The answer must consist of every line below that holds the word "centred".
********
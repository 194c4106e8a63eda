//! Procedural meshes for the demo scene.

use std::f32::consts::TAU;

use glam::{Vec2, Vec3};
use tidewater_engine::render::Vertex;
use tidewater_engine::scene::{Mesh, MeshVertices, SubmeshRange};

/// Vertices and triangle-list indices of one shape, indices relative to its own vertices.
#[derive(Debug, Default, Clone)]
pub struct MeshData {
    pub vertices: Vec<Vertex>,
    pub indices: Vec<u32>,
}

/// Unit-centred box of the given extents, four vertices per face.
pub fn create_box(width: f32, height: f32, depth: f32) -> MeshData {
    let half = Vec3::new(width, height, depth) * 0.5;
    let faces = [
        (Vec3::NEG_Z, Vec3::Y),
        (Vec3::Z, Vec3::Y),
        (Vec3::NEG_X, Vec3::Y),
        (Vec3::X, Vec3::Y),
        (Vec3::Y, Vec3::Z),
        (Vec3::NEG_Y, Vec3::NEG_Z),
    ];

    let mut mesh = MeshData::default();
    for (normal, up) in faces {
        // Clockwise seen from outside in a left-handed frame.
        let right = normal.cross(up);
        let c = normal * half;
        let u = right * half;
        let v = up * half;

        let base = mesh.vertices.len() as u32;
        mesh.vertices.extend([
            Vertex::new(c - u - v, normal, Vec2::new(0.0, 1.0)),
            Vertex::new(c - u + v, normal, Vec2::new(0.0, 0.0)),
            Vertex::new(c + u + v, normal, Vec2::new(1.0, 0.0)),
            Vertex::new(c + u - v, normal, Vec2::new(1.0, 1.0)),
        ]);
        mesh.indices
            .extend([base, base + 1, base + 2, base, base + 2, base + 3]);
    }
    mesh
}

/// Flat `rows x cols` vertex grid in the xz plane, facing +y.
pub fn create_grid(width: f32, depth: f32, rows: usize, cols: usize) -> MeshData {
    let (rows, cols) = (rows.max(2), cols.max(2));
    let dx = width / (cols - 1) as f32;
    let dz = depth / (rows - 1) as f32;

    let mut mesh = MeshData::default();
    for i in 0..rows {
        let z = 0.5 * depth - i as f32 * dz;
        for j in 0..cols {
            let x = -0.5 * width + j as f32 * dx;
            let uv = Vec2::new(j as f32 / (cols - 1) as f32, i as f32 / (rows - 1) as f32);
            mesh.vertices.push(Vertex::new(Vec3::new(x, 0.0, z), Vec3::Y, uv));
        }
    }

    let n = cols as u32;
    for i in 0..rows as u32 - 1 {
        for j in 0..n - 1 {
            let a = i * n + j;
            let (b, c, d) = (a + 1, a + n, a + n + 1);
            mesh.indices.extend([a, b, c, c, b, d]);
        }
    }
    mesh
}

/// Capped cylinder along +y, centred on the origin.
pub fn create_cylinder(radius: f32, height: f32, slices: u32, stacks: u32) -> MeshData {
    let (slices, stacks) = (slices.max(3), stacks.max(1));
    let ring = slices + 1;
    let mut mesh = MeshData::default();

    for i in 0..=stacks {
        let y = -0.5 * height + height * i as f32 / stacks as f32;
        for j in 0..=slices {
            let theta = TAU * j as f32 / slices as f32;
            let (s, c) = theta.sin_cos();
            mesh.vertices.push(Vertex::new(
                Vec3::new(radius * c, y, radius * s),
                Vec3::new(c, 0.0, s),
                Vec2::new(j as f32 / slices as f32, 1.0 - i as f32 / stacks as f32),
            ));
        }
    }
    for i in 0..stacks {
        for j in 0..slices {
            let a = i * ring + j;
            mesh.indices
                .extend([a, a + ring, a + ring + 1, a, a + ring + 1, a + 1]);
        }
    }

    cap(&mut mesh, radius, 0.5 * height, slices, true);
    cap(&mut mesh, radius, -0.5 * height, slices, false);
    mesh
}

fn cap(mesh: &mut MeshData, radius: f32, y: f32, slices: u32, top: bool) {
    let normal = if top { Vec3::Y } else { Vec3::NEG_Y };
    let base = mesh.vertices.len() as u32;

    for j in 0..=slices {
        let theta = TAU * j as f32 / slices as f32;
        let (s, c) = theta.sin_cos();
        mesh.vertices.push(Vertex::new(
            Vec3::new(radius * c, y, radius * s),
            normal,
            Vec2::new(0.5 + 0.5 * c, 0.5 - 0.5 * s),
        ));
    }
    let center = mesh.vertices.len() as u32;
    mesh.vertices
        .push(Vertex::new(Vec3::new(0.0, y, 0.0), normal, Vec2::splat(0.5)));

    for j in 0..slices {
        if top {
            mesh.indices.extend([center, base + j + 1, base + j]);
        } else {
            mesh.indices.extend([center, base + j, base + j + 1]);
        }
    }
}

/// Concatenates shapes into one mesh, each reachable as `"<mesh>/<shape>"`.
#[derive(Debug, Default)]
pub struct ShapeSet {
    data: MeshData,
    parts: Vec<(String, SubmeshRange)>,
}

impl ShapeSet {
    pub fn push(mut self, name: &str, shape: MeshData) -> Self {
        let range = SubmeshRange {
            index_count: shape.indices.len() as u32,
            start_index: self.data.indices.len() as u32,
            base_vertex: self.data.vertices.len() as i32,
            vertex_count: shape.vertices.len() as u32,
        };
        self.data.vertices.extend(shape.vertices);
        self.data.indices.extend(shape.indices);
        self.parts.push((name.to_string(), range));
        self
    }

    pub fn into_mesh(self, name: &str) -> Mesh {
        let mut mesh = Mesh::new(
            name,
            MeshVertices::Static(self.data.vertices),
            self.data.indices,
        );
        for (part, range) in self.parts {
            mesh = mesh.with_submesh(part, range);
        }
        mesh
    }
}

#[cfg(test)]
mod tests {
    use super::*;
    use tidewater_engine::scene::{GeometryProvider, MeshTable};

    fn in_bounds(m: &MeshData) -> bool {
        m.indices.iter().all(|&i| (i as usize) < m.vertices.len())
    }

    // ── shapes ────────────────────────────────────────────────────────────

    #[test]
    fn box_has_six_faces() {
        let b = create_box(2.0, 1.0, 1.0);
        assert_eq!(b.vertices.len(), 24);
        assert_eq!(b.indices.len(), 36);
        assert!(in_bounds(&b));
        assert!(b.vertices.iter().all(|v| v.pos[0].abs() <= 1.0 + 1e-6));
    }

    #[test]
    fn box_faces_wind_clockwise_from_outside() {
        let b = create_box(1.0, 1.0, 1.0);
        for tri in b.indices.chunks(3) {
            let [p0, p1, p2] = [tri[0], tri[1], tri[2]].map(|i| Vec3::from(b.vertices[i as usize].pos));
            let n = Vec3::from(b.vertices[tri[0] as usize].normal);
            // Left-handed: clockwise front faces have (p1-p0)x(p2-p0) along the normal.
            assert!((p1 - p0).cross(p2 - p0).dot(n) > 0.0);
        }
    }

    #[test]
    fn grid_matches_requested_size() {
        let g = create_grid(10.0, 20.0, 5, 3);
        assert_eq!(g.vertices.len(), 15);
        assert_eq!(g.indices.len(), 4 * 2 * 6);
        assert!(in_bounds(&g));
        assert_eq!(g.vertices[0].pos, [-5.0, 0.0, 10.0]);
        assert_eq!(g.vertices[14].pos, [5.0, 0.0, -10.0]);
    }

    #[test]
    fn cylinder_indices_in_bounds() {
        let c = create_cylinder(0.5, 3.0, 12, 4);
        assert!(in_bounds(&c));
        assert_eq!(c.vertices.len(), 5 * 13 + 2 * 14);
    }

    // ── shape set ─────────────────────────────────────────────────────────

    #[test]
    fn shape_set_registers_submeshes() {
        let mut table = MeshTable::new();
        table
            .insert(
                ShapeSet::default()
                    .push("box", create_box(1.0, 1.0, 1.0))
                    .push("grid", create_grid(1.0, 1.0, 2, 2))
                    .into_mesh("shapes"),
            )
            .unwrap();

        let grid = table.resolve("shapes/grid").unwrap();
        assert_eq!(grid.range.start_index, 36);
        assert_eq!(grid.range.base_vertex, 24);
        assert_eq!(grid.range.index_count, 6);
        assert!(table.resolve("shapes/cone").is_none());
    }
}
********
*Solution for this task*.
/// Unit-centred box of the given extents, four vertices per face.
/// Capped cylinder along +y, centred on the origin.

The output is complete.